Exercise aim:
Transcribe each entry so that nothing differs from the original.

======== Dataset entries

//! Notification source backed by the `notify` crate
//!
//! `notify` reports path-based events and manages kernel watch descriptors internally. This
//! backend registers one non-recursive watch per path, hands out its own handles, and
//! translates each path event back into handle-based records at drain time:
//!
//! - an event whose path is itself watched is reported on that path's handle
//! - an event whose parent directory is watched is reported on the parent's handle, with
//!   the entry name attached
//!
//! Removal or rename of a watched path invalidates its handle, which is reported with the
//! `IGNORED` flag the way the kernel does after `DELETE_SELF`.

use crate::error::{Result, SyncError};
use crate::events::{EventMask, RawEvent, WatchHandle};
use crate::source::NotificationSource;
use notify::event::{CreateKind, ModifyKind, RemoveKind, RenameMode};
use notify::{Config, Event, EventKind, RecommendedWatcher, RecursiveMode, Watcher};
use std::collections::{HashMap, VecDeque};
use std::path::{Path, PathBuf};
use std::sync::mpsc;
use std::time::Duration;
use tracing::{debug, warn};

pub struct NotifySource {
	watcher: RecommendedWatcher,
	receiver: mpsc::Receiver<notify::Result<Event>>,
	by_path: HashMap<PathBuf, WatchHandle>,
	by_handle: HashMap<WatchHandle, PathBuf>,
	next_handle: u64,
	backlog: VecDeque<RawEvent>,
}

impl NotifySource {
	pub fn new() -> Result<Self> {
		let (notify_tx, notify_rx) = mpsc::channel();

		let watcher = RecommendedWatcher::new(
			notify_tx,
			Config::default().with_poll_interval(Duration::from_millis(100)),
		)?;

		Ok(Self {
			watcher,
			receiver: notify_rx,
			by_path: HashMap::new(),
			by_handle: HashMap::new(),
			next_handle: 1,
			backlog: VecDeque::new(),
		})
	}

	/// Number of paths currently registered with `notify`
	pub fn watch_count(&self) -> usize {
		self.by_handle.len()
	}

	fn forget_path(&mut self, path: &Path) -> Option<WatchHandle> {
		let handle = self.by_path.remove(path)?;
		self.by_handle.remove(&handle);
		// The kernel may already have dropped the watch; notify then reports WatchNotFound
		let _ = self.watcher.unwatch(path);
		Some(handle)
	}

	fn self_event(&mut self, path: &Path, mask: EventMask) {
		if let Some(&handle) = self.by_path.get(path) {
			self.backlog.push_back(RawEvent::new(handle, mask));
		}
	}

	fn parent_event(&mut self, path: &Path, mask: EventMask) {
		let Some(parent) = path.parent() else {
			return;
		};
		if let Some(&handle) = self.by_path.get(parent) {
			let mut event = RawEvent::new(handle, mask);
			if let Some(name) = path.file_name() {
				event = event.with_name(name);
			}
			self.backlog.push_back(event);
		}
	}

	/// Report the watched path as gone and release its handle
	fn invalidate(&mut self, path: &Path, mask: EventMask) {
		if let Some(handle) = self.forget_path(path) {
			self.backlog
				.push_back(RawEvent::new(handle, mask | EventMask::IGNORED));
		}
	}

	fn translate(&mut self, event: Event) {
		debug!("Received notify event: {:?}", event);

		if event.need_rescan() {
			self.backlog.push_back(RawEvent::overflow());
			return;
		}

		match event.kind {
			EventKind::Create(kind) => {
				for path in &event.paths {
					let dir_flag = if matches!(kind, CreateKind::Folder) || path.is_dir() {
						EventMask::IS_DIR
					} else {
						EventMask::empty()
					};
					self.parent_event(path, EventMask::CREATE | dir_flag);
				}
			}
			EventKind::Modify(ModifyKind::Name(mode)) => {
				for path in &event.paths {
					let arrived = match mode {
						RenameMode::From => false,
						RenameMode::To => true,
						// Reported in addition to the separate From and To events
						RenameMode::Both => continue,
						_ => path.exists(),
					};
					if arrived {
						let dir_flag = if path.is_dir() {
							EventMask::IS_DIR
						} else {
							EventMask::empty()
						};
						self.parent_event(path, EventMask::MOVED_TO | dir_flag);
					} else {
						self.invalidate(path, EventMask::MOVED_FROM);
						self.parent_event(path, EventMask::MOVED_FROM);
					}
				}
			}
			EventKind::Modify(ModifyKind::Metadata(_)) => {}
			EventKind::Modify(_) => {
				for path in &event.paths {
					self.self_event(path, EventMask::MODIFY);
					self.parent_event(path, EventMask::MODIFY);
				}
			}
			EventKind::Remove(kind) => {
				for path in &event.paths {
					self.invalidate(path, EventMask::DELETE_SELF);
					let dir_flag = if matches!(kind, RemoveKind::Folder) {
						EventMask::IS_DIR
					} else {
						EventMask::empty()
					};
					self.parent_event(path, EventMask::DELETE | dir_flag);
				}
			}
			_ => {}
		}
	}
}

impl NotificationSource for NotifySource {
	// notify always subscribes to every kind, so the mask is not forwarded
	fn add_watch(&mut self, path: &Path, _mask: EventMask) -> Result<WatchHandle> {
		if !path.exists() {
			return Err(SyncError::WatchTargetMissing { path: path.to_path_buf() });
		}

		if let Some(previous) = self.forget_path(path) {
			debug!("Replacing watch {} for {}", previous, path.display());
		}

		self.watcher
			.watch(path, RecursiveMode::NonRecursive)
			.map_err(|e| {
				let missing = match &e.kind {
					notify::ErrorKind::PathNotFound => true,
					notify::ErrorKind::Io(io_err) => io_err.kind() == std::io::ErrorKind::NotFound,
					_ => false,
				};
				if missing {
					SyncError::WatchTargetMissing { path: path.to_path_buf() }
				} else {
					SyncError::Notify(e)
				}
			})?;

		let handle = WatchHandle::new(self.next_handle);
		self.next_handle += 1;
		self.by_path.insert(path.to_path_buf(), handle);
		self.by_handle.insert(handle, path.to_path_buf());
		Ok(handle)
	}

	fn remove_watch(&mut self, handle: WatchHandle) {
		if let Some(path) = self.by_handle.get(&handle).cloned() {
			self.forget_path(&path);
		}
	}

	fn drain_events(&mut self, max_events: usize) -> Vec<RawEvent> {
		while self.backlog.len() < max_events {
			match self.receiver.try_recv() {
				Ok(Ok(event)) => self.translate(event),
				Ok(Err(e)) => warn!("Notify error: {}", e),
				Err(mpsc::TryRecvError::Empty) => break,
				Err(mpsc::TryRecvError::Disconnected) => {
					warn!("Notify channel disconnected");
					break;
				}
			}
		}

		let count = max_events.min(self.backlog.len());
		self.backlog.drain(..count).collect()
	}
}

================

Problem solution:
//! Notification source backed by the `notify` crate
//!
//! `notify` reports path-based events and manages kernel watch descriptors internally. This
//! backend registers one non-recursive watch per path, hands out its own handles, and
//! translates each path event back into handle-based records at drain time:
//!
//! - an event whose path is itself watched is reported on that path's handle
//! - an event whose parent directory is watched is reported on the parent's handle, with
//!   the entry name attached
//!
//! Removal or rename of a watched path invalidates its handle, which is reported with the
//! `IGNORED` flag the way the kernel does after `DELETE_SELF`.

use crate::error::{Result, SyncError};
use crate::events::{EventMask, RawEvent, WatchHandle};
use crate::source::NotificationSource;
use notify::event::{CreateKind, ModifyKind, RemoveKind, RenameMode};
use notify::{Config, Event, EventKind, RecommendedWatcher, RecursiveMode, Watcher};
use std::collections::{HashMap, VecDeque};
use std::path::{Path, PathBuf};
use std::sync::mpsc;
use std::time::Duration;
use tracing::{debug, warn};

pub struct NotifySource {
	watcher: RecommendedWatcher,
	receiver: mpsc::Receiver<notify::Result<Event>>,
	by_path: HashMap<PathBuf, WatchHandle>,
	by_handle: HashMap<WatchHandle, PathBuf>,
	next_handle: u64,
	backlog: VecDeque<RawEvent>,
}

impl NotifySource {
	pub fn new() -> Result<Self> {
		let (notify_tx, notify_rx) = mpsc::channel();

		let watcher = RecommendedWatcher::new(
			notify_tx,
			Config::default().with_poll_interval(Duration::from_millis(100)),
		)?;

		Ok(Self {
			watcher,
			receiver: notify_rx,
			by_path: HashMap::new(),
			by_handle: HashMap::new(),
			next_handle: 1,
			backlog: VecDeque::new(),
		})
	}

	/// Number of paths currently registered with `notify`
	pub fn watch_count(&self) -> usize {
		self.by_handle.len()
	}

	fn forget_path(&mut self, path: &Path) -> Option<WatchHandle> {
		let handle = self.by_path.remove(path)?;
		self.by_handle.remove(&handle);
		// The kernel may already have dropped the watch; notify then reports WatchNotFound
		let _ = self.watcher.unwatch(path);
		Some(handle)
	}

	fn self_event(&mut self, path: &Path, mask: EventMask) {
		if let Some(&handle) = self.by_path.get(path) {
			self.backlog.push_back(RawEvent::new(handle, mask));
		}
	}

	fn parent_event(&mut self, path: &Path, mask: EventMask) {
		let Some(parent) = path.parent() else {
			return;
		};
		if let Some(&handle) = self.by_path.get(parent) {
			let mut event = RawEvent::new(handle, mask);
			if let Some(name) = path.file_name() {
				event = event.with_name(name);
			}
			self.backlog.push_back(event);
		}
	}

	/// Report the watched path as gone and release its handle
	fn invalidate(&mut self, path: &Path, mask: EventMask) {
		if let Some(handle) = self.forget_path(path) {
			self.backlog
				.push_back(RawEvent::new(handle, mask | EventMask::IGNORED));
		}
	}

	fn translate(&mut self, event: Event) {
		debug!("Received notify event: {:?}", event);

		if event.need_rescan() {
			self.backlog.push_back(RawEvent::overflow());
			return;
		}

		match event.kind {
			EventKind::Create(kind) => {
				for path in &event.paths {
					let dir_flag = if matches!(kind, CreateKind::Folder) || path.is_dir() {
						EventMask::IS_DIR
					} else {
						EventMask::empty()
					};
					self.parent_event(path, EventMask::CREATE | dir_flag);
				}
			}
			EventKind::Modify(ModifyKind::Name(mode)) => {
				for path in &event.paths {
					let arrived = match mode {
						RenameMode::From => false,
						RenameMode::To => true,
						// Reported in addition to the separate From and To events
						RenameMode::Both => continue,
						_ => path.exists(),
					};
					if arrived {
						let dir_flag = if path.is_dir() {
							EventMask::IS_DIR
						} else {
							EventMask::empty()
						};
						self.parent_event(path, EventMask::MOVED_TO | dir_flag);
					} else {
						self.invalidate(path, EventMask::MOVED_FROM);
						self.parent_event(path, EventMask::MOVED_FROM);
					}
				}
			}
			EventKind::Modify(ModifyKind::Metadata(_)) => {}
			EventKind::Modify(_) => {
				for path in &event.paths {
					self.self_event(path, EventMask::MODIFY);
					self.parent_event(path, EventMask::MODIFY);
				}
			}
			EventKind::Remove(kind) => {
				for path in &event.paths {
					self.invalidate(path, EventMask::DELETE_SELF);
					let dir_flag = if matches!(kind, RemoveKind::Folder) {
						EventMask::IS_DIR
					} else {
						EventMask::empty()
					};
					self.parent_event(path, EventMask::DELETE | dir_flag);
				}
			}
			_ => {}
		}
	}
}

impl NotificationSource for NotifySource {
	// notify always subscribes to every kind, so the mask is not forwarded
	fn add_watch(&mut self, path: &Path, _mask: EventMask) -> Result<WatchHandle> {
		if !path.exists() {
			return Err(SyncError::WatchTargetMissing { path: path.to_path_buf() });
		}

		if let Some(previous) = self.forget_path(path) {
			debug!("Replacing watch {} for {}", previous, path.display());
		}

		self.watcher
			.watch(path, RecursiveMode::NonRecursive)
			.map_err(|e| {
				let missing = match &e.kind {
					notify::ErrorKind::PathNotFound => true,
					notify::ErrorKind::Io(io_err) => io_err.kind() == std::io::ErrorKind::NotFound,
					_ => false,
				};
				if missing {
					SyncError::WatchTargetMissing { path: path.to_path_buf() }
				} else {
					SyncError::Notify(e)
				}
			})?;

		let handle = WatchHandle::new(self.next_handle);
		self.next_handle += 1;
		self.by_path.insert(path.to_path_buf(), handle);
		self.by_handle.insert(handle, path.to_path_buf());
		Ok(handle)
	}

	fn remove_watch(&mut self, handle: WatchHandle) {
		if let Some(path) = self.by_handle.get(&handle).cloned() {
			self.forget_path(&path);
		}
	}

	fn drain_events(&mut self, max_events: usize) -> Vec<RawEvent> {
		while self.backlog.len() < max_events {
			match self.receiver.try_recv() {
				Ok(Ok(event)) => self.translate(event),
				Ok(Err(e)) => warn!("Notify error: {}", e),
				Err(mpsc::TryRecvError::Empty) => break,
				Err(mpsc::TryRecvError::Disconnected) => {
					warn!("Notify channel disconnected");
					break;
				}
			}
		}

		let count = max_events.min(self.backlog.len());
		self.backlog.drain(..count).collect()
	}
}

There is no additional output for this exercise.